Hospice care is about increasing quality of life for patients facing life-limiting illnesses or health conditions by providing necessary services to the patient as well as their caregivers and family. Hospice care is holistic in its approach and may not be right for every patient, but the only way to determine whether hospice is necessary is to learn what hospice care is, how it works, can you have hospice care in assisted living or other community or facility setting and how hospice care gets paid for. Misconceptions about hospice care can sometimes cause anxiety, creating obstacles to a patient electing care. Hospice is designed to provide comfort and support to patients and their families who are facing a life-limiting illness. This service focuses on comfort, pain management, and emotional well-being instead of curative care. Patients who have a life expectancy of 6 months or less are generally eligible for hospice under Medicare. Hospice is not a place to stay but rather a service that comes to the patient, whether that is a home, a family member’s home, an assisted living community, hospital or skilled nursing facility.

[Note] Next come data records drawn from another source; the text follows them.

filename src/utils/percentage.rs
use std::{fmt::Display, ops::Deref, time::Duration};

/// Share of a whole, `0..=100`. Formatting honours precision, so `{:.2}` prints `66.67%`.
#[derive(Debug, Clone, Copy, PartialEq, PartialOrd)]
pub struct Percentage(f64);

impl Display for Percentage {
    fn fmt(&self, f: &mut std::fmt::Formatter<'_>) -> std::fmt::Result {
        match f.precision() {
            Some(precision) => write!(f, "{:.*}%", precision, self.0),
            None => write!(f, "{}%", self.0),
        }
    }
}

impl Percentage {
    pub fn new_opt(value: f64) -> Option<Percentage> {
        if value < 0. || value.is_nan() {
            None
        } else {
            Some(Percentage(value))
        }
    }
}

impl Deref for Percentage {
    type Target = f64;

    fn deref(&self) -> &Self::Target {
        &self.0
    }
}

/// Returns `None` when `whole` is zero.
pub fn duration_percentage(value: Duration, whole: Duration) -> Option<Percentage> {
    if whole.is_zero() {
        return None;
    }
    Percentage::new_opt(value.as_secs_f64() / whole.as_secs_f64() * 100.)
}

Can you bring hospice care in an assisted living community? 
Hospice care will come to you. So when a resident in an assisted living residence admits to hospice care, care is provided to the in their community. The hospice team will lead, guide and support the resident and family, all while communicating and assisting the care team at the community daily. If you still have questions, keep in mind that one of the important fundamental values of assisted living is the opportunity to have choices in decision making. Who pays for Hospice care? Hospice is paid for by Medicare, Medicaid and many other insurance providers. For Medicare and Medicaid recipients, there is no copay for the resident. Now that you have some basic understanding of how hospice care works, let’s discuss some common misconceptions. Separating fact from fiction is the best way to determine whether hospice care is right for you or your loved one.

Electing hospice means I’ve given up.
It is a common misconception that hospice is about dying when it is designed to help terminally ill patients live their final days to the fullest. The goal of hospice care is to increase the patient’s quality of life and provide support for family members and caretakers to ensure that the patient’s final days are as comfortable as possible. Most families wish they had chosen to use hospice care sooner.

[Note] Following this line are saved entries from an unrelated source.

use std::{
    io::{ErrorKind, Write},
    time::Duration,
};

use anyhow::Result;
use chrono::NaiveDateTime;
use tokio::{
    io::{AsyncBufRead, AsyncBufReadExt, Lines},
    time::Instant,
};
use tokio_util::sync::CancellationToken;
use tracing::{debug, info, instrument, warn};

use crate::{
    cli::render::{Console, SessionSummary, Summary},
    probe::{FocusProbe, FocusSnapshot},
    storage::{entities::Sample, ActivityStore},
    utils::{clock::Clock, time::local_second},
};

use super::{
    activity::ActivityKey,
    command::{Command, InvalidCommand, COMMAND_HELP},
    state::TrackerState,
};

/// Cadence and presentation settings of the loop.
#[derive(Debug, Clone, Copy)]
pub struct LoopSettings {
    pub period: Duration,
    pub top_activities: usize,
}

/// Why the loop stopped.
#[derive(Debug, Clone, Copy, PartialEq, Eq)]
pub enum ExitReason {
    Quit,
    Interrupted,
}

enum WaitEvent {
    Deadline,
    Interrupted,
    Line(std::io::Result<Option<String>>),
}

/// Outcome of reading one line of input.
enum InputLine {
    Text(String),
    /// The line was consumed but isn't valid UTF-8.
    Undecodable,
    Closed,
}

/// Samples focus once per period, persists and aggregates the samples, and reacts to commands
/// typed in between ticks. It's the only owner of the store and of [TrackerState].
pub struct TrackingLoop<S, R, W> {
    probe: Box<dyn FocusProbe>,
    store: S,
    input: Lines<R>,
    input_open: bool,
    console: Console<W>,
    clock: Box<dyn Clock>,
    shutdown: CancellationToken,
    settings: LoopSettings,
    state: TrackerState,
    notice: Option<String>,
}

impl<S, R, W> TrackingLoop<S, R, W>
where
    S: ActivityStore,
    R: AsyncBufRead + Unpin,
    W: Write,
{
    pub fn new(
        probe: Box<dyn FocusProbe>,
        store: S,
        input: R,
        console: Console<W>,
        clock: Box<dyn Clock>,
        shutdown: CancellationToken,
        settings: LoopSettings,
    ) -> Self {
        let state = TrackerState::new(clock.time(), clock.instant());
        Self {
            probe,
            store,
            input: input.lines(),
            input_open: true,
            console,
            clock,
            shutdown,
            settings,
            state,
            notice: None,
        }
    }

    /// Executes the loop until `q` or an interrupt. The store is closed on either path and the
    /// final state is handed back.
    pub async fn run(mut self) -> Result<(ExitReason, TrackerState)> {
        let reason = self.run_ticks().await;
        info!("Tracking loop finished {reason:?}");
        if let Err(e) = self.console.line("Tracking stopped.") {
            warn!("Failed to write to console {e:?}");
        }
        self.store.close()?;
        Ok((reason, self.state))
    }

    async fn run_ticks(&mut self) -> ExitReason {
        self.say("Activity tracking started.");
        self.say(COMMAND_HELP);

        loop {
            let deadline = self.clock.instant() + self.settings.period;
            self.tick().await;

            if let Some(reason) = self.wait_for_commands(deadline).await {
                return reason;
            }
        }
    }

    /// One pass of sample, persist, aggregate and render.
    #[instrument(level = "debug", skip(self))]
    pub async fn tick(&mut self) {
        let now = self.clock.instant();
        let wall_time = self.clock.time();

        match self.probe.sample().await {
            Ok(snapshot) => self.accept(snapshot, local_second(&wall_time), now),
            Err(e) => warn!("No usable sample this tick {e}"),
        }

        self.redraw();
    }

    fn accept(&mut self, snapshot: FocusSnapshot, timestamp: NaiveDateTime, now: Instant) {
        let sample = Sample::new(timestamp, snapshot, self.state.sessions.label());
        debug!("Collected sample {:?}", sample);

        if let Err(e) = self.store.append(&sample) {
            warn!("Failed to persist sample, it will be missing from the log {e}");
        }

        self.state.record(ActivityKey::from_sample(&sample), now);
    }

    /// Waits for input until `deadline`. Every line is handled as soon as it arrives, so the
    /// cadence only slips while a session name is being typed.
    async fn wait_for_commands(&mut self, deadline: Instant) -> Option<ExitReason> {
        loop {
            let event = tokio::select! {
                _ = self.shutdown.cancelled() => WaitEvent::Interrupted,
                _ = self.clock.sleep_until(deadline) => WaitEvent::Deadline,
                line = self.input.next_line(), if self.input_open => WaitEvent::Line(line),
            };

            match event {
                WaitEvent::Deadline => return None,
                WaitEvent::Interrupted => return Some(ExitReason::Interrupted),
                WaitEvent::Line(line) => {
                    match self.accept_input(line) {
                        InputLine::Text(line) => {
                            if let Some(reason) = self.handle_line(&line).await {
                                return Some(reason);
                            }
                        }
                        InputLine::Undecodable => {
                            self.notice = Some(InvalidCommand(String::new()).to_string());
                        }
                        InputLine::Closed => continue,
                    }
                    self.redraw();
                }
            }
        }
    }

    /// Unwraps a read from input. End of input or a read error stops listening for commands,
    /// while sampling goes on. A line that isn't UTF-8 has already been consumed, so reading
    /// continues after it.
    fn accept_input(&mut self, line: std::io::Result<Option<String>>) -> InputLine {
        match line {
            Ok(Some(line)) => InputLine::Text(line),
            Ok(None) => {
                info!("Input closed, commands are no longer accepted");
                self.input_open = false;
                InputLine::Closed
            }
            Err(e) if e.kind() == ErrorKind::InvalidData => {
                debug!("Rejected undecodable input {e}");
                InputLine::Undecodable
            }
            Err(e) => {
                warn!("Failed to read input {e:?}");
                self.input_open = false;
                InputLine::Closed
            }
        }
    }

    async fn handle_line(&mut self, line: &str) -> Option<ExitReason> {
        match line.parse::<Command>() {
            Ok(Command::Quit) => Some(ExitReason::Quit),
            Ok(Command::StopSession) => {
                let notice = match self.state.stop_session() {
                    Some(session) => {
                        info!("Stopped session {}", session.label);
                        format!("Session '{}' stopped.", session.label)
                    }
                    None => "No active session to stop.".to_string(),
                };
                self.notice = Some(notice);
                None
            }
            Ok(Command::NewSession) => self.prompt_session().await,
            Err(e) => {
                debug!("Rejected input {:?}", e.0);
                self.notice = Some(e.to_string());
                None
            }
        }
    }

    /// Blocks the cadence until a session name is entered.
    async fn prompt_session(&mut self) -> Option<ExitReason> {
        if !self.input_open {
            return None;
        }
        if let Err(e) = self.console.prompt("Enter new session name: ") {
            warn!("Failed to write to console {e:?}");
        }

        let line = tokio::select! {
            _ = self.shutdown.cancelled() => return Some(ExitReason::Interrupted),
            line = self.input.next_line() => line,
        };
        let label = match self.accept_input(line) {
            InputLine::Text(label) => label,
            InputLine::Undecodable => {
                self.notice = Some("Session name must be valid text.".into());
                return None;
            }
            InputLine::Closed => {
                self.notice = Some("No session name was entered.".into());
                return None;
            }
        };

        let now = self.clock.instant();
        let notice = match self.state.start_session(&label, self.clock.time(), now) {
            Ok(session) => {
                info!("Started session {}", session.label);
                format!("New session started: {}", session.label)
            }
            Err(e) => e.to_string(),
        };
        self.notice = Some(notice);
        None
    }

    fn redraw(&mut self) {
        let now = self.clock.instant();
        let activities = self.state.aggregate.top(self.settings.top_activities);
        let session = self
            .state
            .sessions
            .current()
            .map(|session| SessionSummary {
                label: &session.label,
                started_at: session.started_at,
                elapsed_seconds: session.elapsed(now).as_secs(),
            });
        let summary = Summary {
            tracking_seconds: self.state.elapsed(now).as_secs(),
            session,
            top_activities: self.settings.top_activities,
            activities: &activities,
            notice: self.notice.as_deref(),
        };
        if let Err(e) = self.console.redraw(&summary) {
            warn!("Failed to redraw console {e:?}");
        }
    }

    fn say(&mut self, text: &str) {
        if let Err(e) = self.console.line(text) {
            warn!("Failed to write to console {e:?}");
        }
    }
}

Your family has no control over care.
Hospice care is for the patient’s family and loved ones just as much as the patient. Throughout hospice care and following the patient’s passing, both the patient and their loved ones have access to support services, including grief counseling, social services, spiritual guidance and more. 

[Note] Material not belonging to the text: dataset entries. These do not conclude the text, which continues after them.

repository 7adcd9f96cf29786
pub mod clock;
pub mod dir;
pub mod logging;
pub mod percentage;
pub mod runtime;
pub mod time;
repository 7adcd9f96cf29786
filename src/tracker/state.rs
use std::time::Duration;

use chrono::{DateTime, Utc};
use tokio::time::Instant;

use super::{
    activity::ActivityKey,
    aggregator::DurationAggregator,
    session::{Session, SessionError, SessionManager},
};

/// Everything the tracking loop knows, owned by the loop for the lifetime of the process.
#[derive(Debug)]
pub struct TrackerState {
    pub started_at: DateTime<Utc>,
    pub started_instant: Instant,
    /// Anchor for the next delta. Moves on every successful sample and on session start.
    pub last_sample: Instant,
    pub sessions: SessionManager,
    pub aggregate: DurationAggregator,
}

impl TrackerState {
    pub fn new(started_at: DateTime<Utc>, started_instant: Instant) -> Self {
        Self {
            started_at,
            started_instant,
            last_sample: started_instant,
            sessions: SessionManager::new(),
            aggregate: DurationAggregator::new(),
        }
    }

    /// Attributes the time since the previous sample to `key`.
    pub fn record(&mut self, key: ActivityKey, now: Instant) {
        let delta = now.saturating_duration_since(self.last_sample);
        self.aggregate.record(key, delta);
        self.last_sample = now;
    }

    /// Starts a session and begins a fresh aggregate. Time before `now` isn't attributed to it.
    pub fn start_session(
        &mut self,
        label: &str,
        started_at: DateTime<Utc>,
        now: Instant,
    ) -> Result<&Session, SessionError> {
        let session = self.sessions.start(label, started_at, now)?;
        self.aggregate.clear();
        self.last_sample = now;
        Ok(session)
    }

    /// The aggregate is left untouched, so time keeps accumulating until the next start.
    pub fn stop_session(&mut self) -> Option<Session> {
        self.sessions.stop()
    }

    pub fn elapsed(&self, now: Instant) -> Duration {
        now.saturating_duration_since(self.started_instant)
    }
}
//! Terminal tracker of where your focus goes. It samples the focused application (and the
//! active tab for browsers) about once a second, keeps every sample in a SQLite log and shows a
//! running breakdown of the current session.

pub mod cli;
pub mod config;
pub mod probe;
pub mod storage;
pub mod tracker;
pub mod utils;
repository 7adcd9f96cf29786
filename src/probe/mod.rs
//! Reads which application, window and browser tab currently has focus.
//!
//! [FocusProbe] is what the tracker depends on. [DesktopProbe] implements it on top of the
//! three raw [PlatformQueries] a backend has to provide, and [TimeoutProbe] bounds how long
//! any probe may take.

pub mod macos;
#[cfg(feature = "x11")]
pub mod x11;

use std::{collections::HashSet, sync::Arc, time::Duration};

use anyhow::Result;
use async_trait::async_trait;
#[cfg(test)]
use mockall::automock;
use thiserror::Error;
use tracing::{debug, instrument};

/// Shown instead of a window title when the application has no readable front window.
pub const NO_WINDOW_TITLE: &str = "No window title available";

#[derive(Debug, Error)]
pub enum ProbeError {
    #[error("no application has focus")]
    NoApplication,
    #[error("failed to read the active tab of {app}: {reason}")]
    BrowserTab { app: String, reason: String },
    #[error("platform query failed: {0}")]
    Query(String),
    #[error("failed to run platform query: {0}")]
    Io(#[from] std::io::Error),
    #[error("probe didn't answer within {0:?}")]
    Timeout(Duration),
    #[error("{0} isn't supported on this platform")]
    Unsupported(&'static str),
}

/// Focus state at one moment.
#[derive(Debug, Clone, PartialEq, Eq)]
pub struct FocusSnapshot {
    pub app_name: Arc<str>,
    /// Window or tab title, [NO_WINDOW_TITLE] when unavailable.
    pub window_title: Arc<str>,
    /// Only present for applications on the browser allowlist.
    pub url: Option<Arc<str>>,
}

#[cfg_attr(test, automock)]
#[async_trait]
pub trait FocusProbe: Send {
    async fn sample(&mut self) -> Result<FocusSnapshot, ProbeError>;
}

#[derive(Debug, Clone, PartialEq, Eq)]
pub struct BrowserTab {
    pub url: String,
    pub title: String,
}

/// Raw operating system queries. Every one of them may fail.
#[cfg_attr(test, automock)]
#[async_trait]
pub trait PlatformQueries: Send {
    /// Name of the application owning the focused window.
    async fn foreground_application(&mut self) -> Result<String, ProbeError>;

    /// Url and title of the active tab in the front window of browser `app`.
    async fn browser_tab(&mut self, app: &str) -> Result<BrowserTab, ProbeError>;

    /// Title of the front window of `app`. `None` when it has no window with a title.
    async fn window_title(&mut self, app: &str) -> Result<Option<String>, ProbeError>;
}

/// [FocusProbe] that additionally reads the active tab for applications on a browser allowlist.
///
/// A browser without a readable tab is an error, while a regular application without a window
/// title is reported with [NO_WINDOW_TITLE].
pub struct DesktopProbe<Q> {
    queries: Q,
    browsers: HashSet<String>,
}

impl<Q: PlatformQueries> DesktopProbe<Q> {
    pub fn new(queries: Q, browsers: impl IntoIterator<Item = String>) -> Self {
        Self {
            queries,
            browsers: browsers.into_iter().collect(),
        }
    }

    async fn browser_snapshot(&mut self, app_name: String) -> Result<FocusSnapshot, ProbeError> {
        let tab = self
            .queries
            .browser_tab(&app_name)
            .await
            .map_err(|e| ProbeError::BrowserTab {
                app: app_name.clone(),
                reason: e.to_string(),
            })?;
        let url = tab.url.trim();
        if url.is_empty() {
            return Err(ProbeError::BrowserTab {
                app: app_name,
                reason: "tab has no url".into(),
            });
        }
        Ok(FocusSnapshot {
            window_title: tab.title.trim().into(),
            url: Some(url.into()),
            app_name: app_name.into(),
        })
    }

    async fn application_snapshot(&mut self, app_name: String) -> FocusSnapshot {
        let title = match self.queries.window_title(&app_name).await {
            Ok(Some(title)) if !title.trim().is_empty() => title.trim().to_string(),
            Ok(_) => NO_WINDOW_TITLE.to_string(),
            Err(e) => {
                debug!("Couldn't read window title of {app_name}: {e}");
                NO_WINDOW_TITLE.to_string()
            }
        };
        FocusSnapshot {
            app_name: app_name.into(),
            window_title: title.into(),
            url: None,
        }
    }
}

#[async_trait]
impl<Q: PlatformQueries> FocusProbe for DesktopProbe<Q> {
    #[instrument(level = "debug", skip(self))]
    async fn sample(&mut self) -> Result<FocusSnapshot, ProbeError> {
        let app_name = self.queries.foreground_application().await?;
        let app_name = app_name.trim().to_string();
        if app_name.is_empty() {
            return Err(ProbeError::NoApplication);
        }

        if self.browsers.contains(&app_name) {
            self.browser_snapshot(app_name).await
        } else {
            Ok(self.application_snapshot(app_name).await)
        }
    }
}

/// Fails a sample with [ProbeError::Timeout] when the wrapped probe hangs. Dropping the
/// pending query is enough to abandon it.
pub struct TimeoutProbe {
    inner: Box<dyn FocusProbe>,
    limit: Duration,
}

impl TimeoutProbe {
    pub fn new(inner: Box<dyn FocusProbe>, limit: Duration) -> Self {
        Self { inner, limit }
    }
}

#[async_trait]
impl FocusProbe for TimeoutProbe {
    async fn sample(&mut self) -> Result<FocusSnapshot, ProbeError> {
        tokio::time::timeout(self.limit, self.inner.sample())
            .await
            .map_err(|_| ProbeError::Timeout(self.limit))?
    }
}

/// Creates the probe for the platform the binary was built for.
pub fn platform_probe(browsers: Vec<String>, timeout: Duration) -> Result<Box<dyn FocusProbe>> {
    cfg_if::cfg_if! {
        if #[cfg(target_os = "macos")] {
            let probe = DesktopProbe::new(macos::AppleScriptQueries::new(), browsers);
            Ok(Box::new(TimeoutProbe::new(Box::new(probe), timeout)))
        } else if #[cfg(feature = "x11")] {
            let probe = DesktopProbe::new(x11::X11Queries::new()?, browsers);
            Ok(Box::new(TimeoutProbe::new(Box::new(probe), timeout)))
        } else {
            let _ = (browsers, timeout);
            Err(anyhow::anyhow!(
                "No focus probe is available for this platform. On Linux build with the `x11` feature"
            ))
        }
    }
}
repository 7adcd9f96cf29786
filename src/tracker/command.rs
use std::str::FromStr;

use thiserror::Error;

pub const COMMAND_HELP: &str =
    "Use 'n' to start a new session, 's' to stop the current session, or 'q' to quit.";

/// Commands accepted on standard input while tracking.
#[derive(Debug, Clone, Copy, PartialEq, Eq)]
pub enum Command {
    NewSession,
    StopSession,
    Quit,
}

#[derive(Debug, Error, PartialEq, Eq)]
#[error("Invalid command. Use 'n' for new session, 's' to stop session, or 'q' to quit.")]
pub struct InvalidCommand(pub String);

impl FromStr for Command {
    type Err = InvalidCommand;

    fn from_str(line: &str) -> Result<Self, Self::Err> {
        match line.trim().to_lowercase().as_str() {
            "n" => Ok(Command::NewSession),
            "s" => Ok(Command::StopSession),
            "q" => Ok(Command::Quit),
            _ => Err(InvalidCommand(line.to_string())),
        }
    }
}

Hospice is only for cancer patients.
According to a 2018 report, nearly 70% of hospice care patients were admitted with a non-cancer primary diagnosis. This leaves more than about 30% of hospice patients having a primary diagnosis of cancer – that is by no means a majority. Cancer is universally understood to be one of the most aggressive forms of disease and one of the most difficult to treat. Though this may be true, hospice patients are admitted with a wide variety of diagnoses including heart disease (17.6%), dementia (15.6%), lung disease (11%), stroke (9.4%), and chronic kidneydisease (2.3%). Hospice case managers and medical professionals are trained to manage the symptoms of many conditions, not just cancer.